INSTRUCTIONS TO FOLLOW: The job is to output each record again, character for character.

DATASET EXTRACT:
++++++++

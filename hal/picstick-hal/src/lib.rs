//! picstick Hardware Abstraction Layer
//!
//! This crate defines the hardware abstraction traits the programmer core
//! is written against. Chip-specific crates (RP2040 today) implement them,
//! and host tests implement them with simulated hardware.
//!
//! # Architecture
//!
//! ```text
//! ┌─────────────────────────────────────────┐
//! │  picstick-firmware                      │
//! └─────────────────────────────────────────┘
//!                     │
//!                     ▼
//! ┌─────────────────────────────────────────┐
//! │  picstick-core (UART, ICSP, dispatcher) │
//! └─────────────────────────────────────────┘
//!                     │
//!                     ▼
//! ┌─────────────────────────────────────────┐
//! │  picstick-hal (this crate - traits)     │
//! └─────────────────────────────────────────┘
//!                     │
//!                     ▼
//!            ┌─────────────────┐
//!            │ picstick-hal-   │
//!            │    rp2040       │
//!            └─────────────────┘
//! ```
//!
//! # Traits
//!
//! - [`gpio::OutputPin`], [`gpio::InputPin`], [`gpio::FlexPin`] - Digital I/O
//! - [`usi::ShiftRegister`], [`usi::BitTimer`], [`usi::SerialLine`] - the
//!   pieces of a shift-register serial interface, combined as
//!   [`usi::UsiHardware`]

#![no_std]
#![deny(unsafe_code)]

pub mod gpio;
pub mod usi;

// Re-export key traits at crate root for convenience
pub use gpio::{FlexPin, InputPin, OutputPin, Pull};
pub use usi::{BitTimer, SerialLine, ShiftRegister, UsiEvents, UsiHardware};
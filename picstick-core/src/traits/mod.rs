//! Seams between the dispatcher and the hardware-facing drivers
//!
//! The command dispatcher only talks to these traits, so it can run
//! against the real software UART and ICSP driver on target, or against
//! recording mocks on the host.

pub mod icsp;
pub mod link;

pub use icsp::IcspBus;
pub use link::ByteLink;
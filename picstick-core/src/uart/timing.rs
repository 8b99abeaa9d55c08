//! Bit timing for the shift-register UART
//!
//! The bit timer is an 8-bit up-counter clocked at
//! `system_clock / prescaler` that overflows at 256. Every overflow clocks
//! the shift register once, so a bit period is obtained by reloading the
//! timer with `256 - ticks_per_bit`.
//!
//! Reception starts on the falling edge of the start bit. The first
//! sample must land in the middle of the first data bit, 1.5 bit periods
//! later. When 1.5 periods do not fit in one 8-bit timer run the receiver
//! instead waits half a period, samples the start bit too and shifts nine
//! bits instead of eight.

/// Clocks needed before the shift counter overflows (4-bit counter)
pub const COUNTER_MAX_COUNT: u8 = 16;

/// Data bits per frame
pub const DATA_BITS: u8 = 8;

/// Start bits per frame
pub const START_BIT: u8 = 1;

/// Bits shifted per transmit half: the frame (start, 8 data, stop) is
/// sent as two halves of five bits
pub const HALF_FRAME: u8 = 5;

/// Counter preload for each transmit half
pub const COUNTER_SEED_TRANSMIT: u8 = COUNTER_MAX_COUNT - HALF_FRAME;

/// Counter preload that overflows on the very first clock
pub const COUNTER_SEED_IMMEDIATE: u8 = COUNTER_MAX_COUNT - 1;

/// Compile-time UART timing configuration
#[derive(Debug, Clone, Copy, PartialEq, Eq)]
#[cfg_attr(feature = "defmt", derive(defmt::Format))]
pub struct UartTiming {
    /// CPU clock feeding the timer prescaler, in Hz
    pub system_clock_hz: u32,
    /// Timer prescaler
    pub prescaler: u32,
    /// Line rate in bits per second
    pub baudrate: u32,
}

impl Default for UartTiming {
    fn default() -> Self {
        Self::DEFAULT
    }
}

impl UartTiming {
    /// 9600 baud from an 8 MHz clock with a /8 prescaler (1 µs timer ticks)
    pub const DEFAULT: Self = Self::new(8_000_000, 8, 9600);

    /// Create a timing configuration
    ///
    /// Panics at compile time when used in a `const` and the bit period
    /// does not fit the 8-bit timer.
    pub const fn new(system_clock_hz: u32, prescaler: u32, baudrate: u32) -> Self {
        let timing = Self {
            system_clock_hz,
            prescaler,
            baudrate,
        };
        let ticks = timing.ticks_per_bit();
        assert!(ticks > 0 && ticks <= 256, "bit period must fit the 8-bit timer");
        assert!(
            timing.startup_delay() < 256,
            "interrupt start-up delay must fit the 8-bit timer"
        );
        timing
    }

    /// Timer ticks per bit period
    ///
    /// Integer division, so there is a small round-off error.
    pub const fn ticks_per_bit(&self) -> u32 {
        (self.system_clock_hz / self.baudrate) / self.prescaler
    }

    /// Ticks consumed between the start edge and the timer being planted
    pub const fn startup_delay(&self) -> u32 {
        0x11 / self.prescaler
    }

    /// Timer reload producing one overflow per bit period
    pub const fn timer_seed(&self) -> u8 {
        (256 - self.ticks_per_bit()) as u8
    }

    const fn waits_half_bit(&self) -> bool {
        self.ticks_per_bit() * 3 / 2 > 256 - self.startup_delay()
    }

    /// Timer count planted on the start edge, start-up delay included
    pub const fn initial_receive_count(&self) -> u8 {
        let ticks = self.ticks_per_bit();
        let seed = if self.waits_half_bit() {
            256 - ticks / 2
        } else {
            256 - ticks * 3 / 2
        };
        (seed + self.startup_delay()) as u8
    }

    /// Shift counter preload for reception
    pub const fn counter_seed_receive(&self) -> u8 {
        if self.waits_half_bit() {
            COUNTER_MAX_COUNT - (START_BIT + DATA_BITS)
        } else {
            COUNTER_MAX_COUNT - DATA_BITS
        }
    }
}
//! Board-agnostic core of the picstick programmer firmware
//!
//! This crate contains all programmer logic that does not depend on a
//! specific microcontroller:
//!
//! - Lock-free ring buffers shared between interrupt and foreground code
//! - The interrupt-driven software UART built on a shift register
//! - The bit-banged ICSP master
//! - The connection state machine
//! - The command dispatcher that ties the two together

#![cfg_attr(not(test), no_std)]
#![deny(unsafe_code)]

pub mod dispatch;
pub mod icsp;
pub mod ring;
pub mod state;
pub mod traits;
pub mod uart;
//! Shared command input buffer

use picstick_protocol::INPUT_BUFFER_SIZE;

/// Input buffer reused by every command
///
/// Never cleared between commands. Callers only ever look at the bytes
/// the current read reported, through [`filled`](Self::filled).
pub struct InputBuffer {
    bytes: [u8; INPUT_BUFFER_SIZE],
}

impl Default for InputBuffer {
    fn default() -> Self {
        Self::new()
    }
}

impl InputBuffer {
    /// Create a zeroed buffer
    pub const fn new() -> Self {
        Self {
            bytes: [0; INPUT_BUFFER_SIZE],
        }
    }

    /// Total capacity in bytes
    pub const fn capacity(&self) -> usize {
        INPUT_BUFFER_SIZE
    }

    /// Writable window over the first `len` bytes (clamped to capacity)
    pub fn window_mut(&mut self, len: usize) -> &mut [u8] {
        let len = len.min(INPUT_BUFFER_SIZE);
        &mut self.bytes[..len]
    }

    /// The whole buffer, for reads bounded only by capacity
    pub fn as_mut_slice(&mut self) -> &mut [u8] {
        &mut self.bytes
    }

    /// The first `len` bytes (clamped to capacity)
    pub fn filled(&self, len: usize) -> &[u8] {
        &self.bytes[..len.min(INPUT_BUFFER_SIZE)]
    }
}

++++++++

YOUR RESPONSE:
filename hal/picstick-hal/src/lib.rs
//! picstick Hardware Abstraction Layer
//!
//! This crate defines the hardware abstraction traits the programmer core
//! is written against. Chip-specific crates (RP2040 today) implement them,
//! and host tests implement them with simulated hardware.
//!
//! # Architecture
//!
//! ```text
//! ┌─────────────────────────────────────────┐
//! │  picstick-firmware                      │
//! └─────────────────────────────────────────┘
//!                     │
//!                     ▼
//! ┌─────────────────────────────────────────┐
//! │  picstick-core (UART, ICSP, dispatcher) │
//! └─────────────────────────────────────────┘
//!                     │
//!                     ▼
//! ┌─────────────────────────────────────────┐
//! │  picstick-hal (this crate - traits)     │
//! └─────────────────────────────────────────┘
//!                     │
//!                     ▼
//!            ┌─────────────────┐
//!            │ picstick-hal-   │
//!            │    rp2040       │
//!            └─────────────────┘
//! ```
//!
//! # Traits
//!
//! - [`gpio::OutputPin`], [`gpio::InputPin`], [`gpio::FlexPin`] - Digital I/O
//! - [`usi::ShiftRegister`], [`usi::BitTimer`], [`usi::SerialLine`] - the
//!   pieces of a shift-register serial interface, combined as
//!   [`usi::UsiHardware`]

#![no_std]
#![deny(unsafe_code)]

pub mod gpio;
pub mod usi;

// Re-export key traits at crate root for convenience
pub use gpio::{FlexPin, InputPin, OutputPin, Pull};
pub use usi::{BitTimer, SerialLine, ShiftRegister, UsiEvents, UsiHardware};
filename picstick-core/src/traits/mod.rs
//! Seams between the dispatcher and the hardware-facing drivers
//!
//! The command dispatcher only talks to these traits, so it can run
//! against the real software UART and ICSP driver on target, or against
//! recording mocks on the host.

pub mod icsp;
pub mod link;

pub use icsp::IcspBus;
pub use link::ByteLink;
filename picstick-core/src/uart/timing.rs
repository 8b99abeaa9d55c08
//! Bit timing for the shift-register UART
//!
//! The bit timer is an 8-bit up-counter clocked at
//! `system_clock / prescaler` that overflows at 256. Every overflow clocks
//! the shift register once, so a bit period is obtained by reloading the
//! timer with `256 - ticks_per_bit`.
//!
//! Reception starts on the falling edge of the start bit. The first
//! sample must land in the middle of the first data bit, 1.5 bit periods
//! later. When 1.5 periods do not fit in one 8-bit timer run the receiver
//! instead waits half a period, samples the start bit too and shifts nine
//! bits instead of eight.

/// Clocks needed before the shift counter overflows (4-bit counter)
pub const COUNTER_MAX_COUNT: u8 = 16;

/// Data bits per frame
pub const DATA_BITS: u8 = 8;

/// Start bits per frame
pub const START_BIT: u8 = 1;

/// Bits shifted per transmit half: the frame (start, 8 data, stop) is
/// sent as two halves of five bits
pub const HALF_FRAME: u8 = 5;

/// Counter preload for each transmit half
pub const COUNTER_SEED_TRANSMIT: u8 = COUNTER_MAX_COUNT - HALF_FRAME;

/// Counter preload that overflows on the very first clock
pub const COUNTER_SEED_IMMEDIATE: u8 = COUNTER_MAX_COUNT - 1;

/// Compile-time UART timing configuration
#[derive(Debug, Clone, Copy, PartialEq, Eq)]
#[cfg_attr(feature = "defmt", derive(defmt::Format))]
pub struct UartTiming {
    /// CPU clock feeding the timer prescaler, in Hz
    pub system_clock_hz: u32,
    /// Timer prescaler
    pub prescaler: u32,
    /// Line rate in bits per second
    pub baudrate: u32,
}

impl Default for UartTiming {
    fn default() -> Self {
        Self::DEFAULT
    }
}

impl UartTiming {
    /// 9600 baud from an 8 MHz clock with a /8 prescaler (1 µs timer ticks)
    pub const DEFAULT: Self = Self::new(8_000_000, 8, 9600);

    /// Create a timing configuration
    ///
    /// Panics at compile time when used in a `const` and the bit period
    /// does not fit the 8-bit timer.
    pub const fn new(system_clock_hz: u32, prescaler: u32, baudrate: u32) -> Self {
        let timing = Self {
            system_clock_hz,
            prescaler,
            baudrate,
        };
        let ticks = timing.ticks_per_bit();
        assert!(ticks > 0 && ticks <= 256, "bit period must fit the 8-bit timer");
        assert!(
            timing.startup_delay() < 256,
            "interrupt start-up delay must fit the 8-bit timer"
        );
        timing
    }

    /// Timer ticks per bit period
    ///
    /// Integer division, so there is a small round-off error.
    pub const fn ticks_per_bit(&self) -> u32 {
        (self.system_clock_hz / self.baudrate) / self.prescaler
    }

    /// Ticks consumed between the start edge and the timer being planted
    pub const fn startup_delay(&self) -> u32 {
        0x11 / self.prescaler
    }

    /// Timer reload producing one overflow per bit period
    pub const fn timer_seed(&self) -> u8 {
        (256 - self.ticks_per_bit()) as u8
    }

    const fn waits_half_bit(&self) -> bool {
        self.ticks_per_bit() * 3 / 2 > 256 - self.startup_delay()
    }

    /// Timer count planted on the start edge, start-up delay included
    pub const fn initial_receive_count(&self) -> u8 {
        let ticks = self.ticks_per_bit();
        let seed = if self.waits_half_bit() {
            256 - ticks / 2
        } else {
            256 - ticks * 3 / 2
        };
        (seed + self.startup_delay()) as u8
    }

    /// Shift counter preload for reception
    pub const fn counter_seed_receive(&self) -> u8 {
        if self.waits_half_bit() {
            COUNTER_MAX_COUNT - (START_BIT + DATA_BITS)
        } else {
            COUNTER_MAX_COUNT - DATA_BITS
        }
    }
}
//! Board-agnostic core of the picstick programmer firmware
//!
//! This crate contains all programmer logic that does not depend on a
//! specific microcontroller:
//!
//! - Lock-free ring buffers shared between interrupt and foreground code
//! - The interrupt-driven software UART built on a shift register
//! - The bit-banged ICSP master
//! - The connection state machine
//! - The command dispatcher that ties the two together

#![cfg_attr(not(test), no_std)]
#![deny(unsafe_code)]

pub mod dispatch;
pub mod icsp;
pub mod ring;
pub mod state;
pub mod traits;
pub mod uart;
//! Shared command input buffer

use picstick_protocol::INPUT_BUFFER_SIZE;

/// Input buffer reused by every command
///
/// Never cleared between commands. Callers only ever look at the bytes
/// the current read reported, through [`filled`](Self::filled).
pub struct InputBuffer {
    bytes: [u8; INPUT_BUFFER_SIZE],
}

impl Default for InputBuffer {
    fn default() -> Self {
        Self::new()
    }
}

impl InputBuffer {
    /// Create a zeroed buffer
    pub const fn new() -> Self {
        Self {
            bytes: [0; INPUT_BUFFER_SIZE],
        }
    }

    /// Total capacity in bytes
    pub const fn capacity(&self) -> usize {
        INPUT_BUFFER_SIZE
    }

    /// Writable window over the first `len` bytes (clamped to capacity)
    pub fn window_mut(&mut self, len: usize) -> &mut [u8] {
        let len = len.min(INPUT_BUFFER_SIZE);
        &mut self.bytes[..len]
    }

    /// The whole buffer, for reads bounded only by capacity
    pub fn as_mut_slice(&mut self) -> &mut [u8] {
        &mut self.bytes
    }

    /// The first `len` bytes (clamped to capacity)
    pub fn filled(&self, len: usize) -> &[u8] {
        &self.bytes[..len.min(INPUT_BUFFER_SIZE)]
    }
}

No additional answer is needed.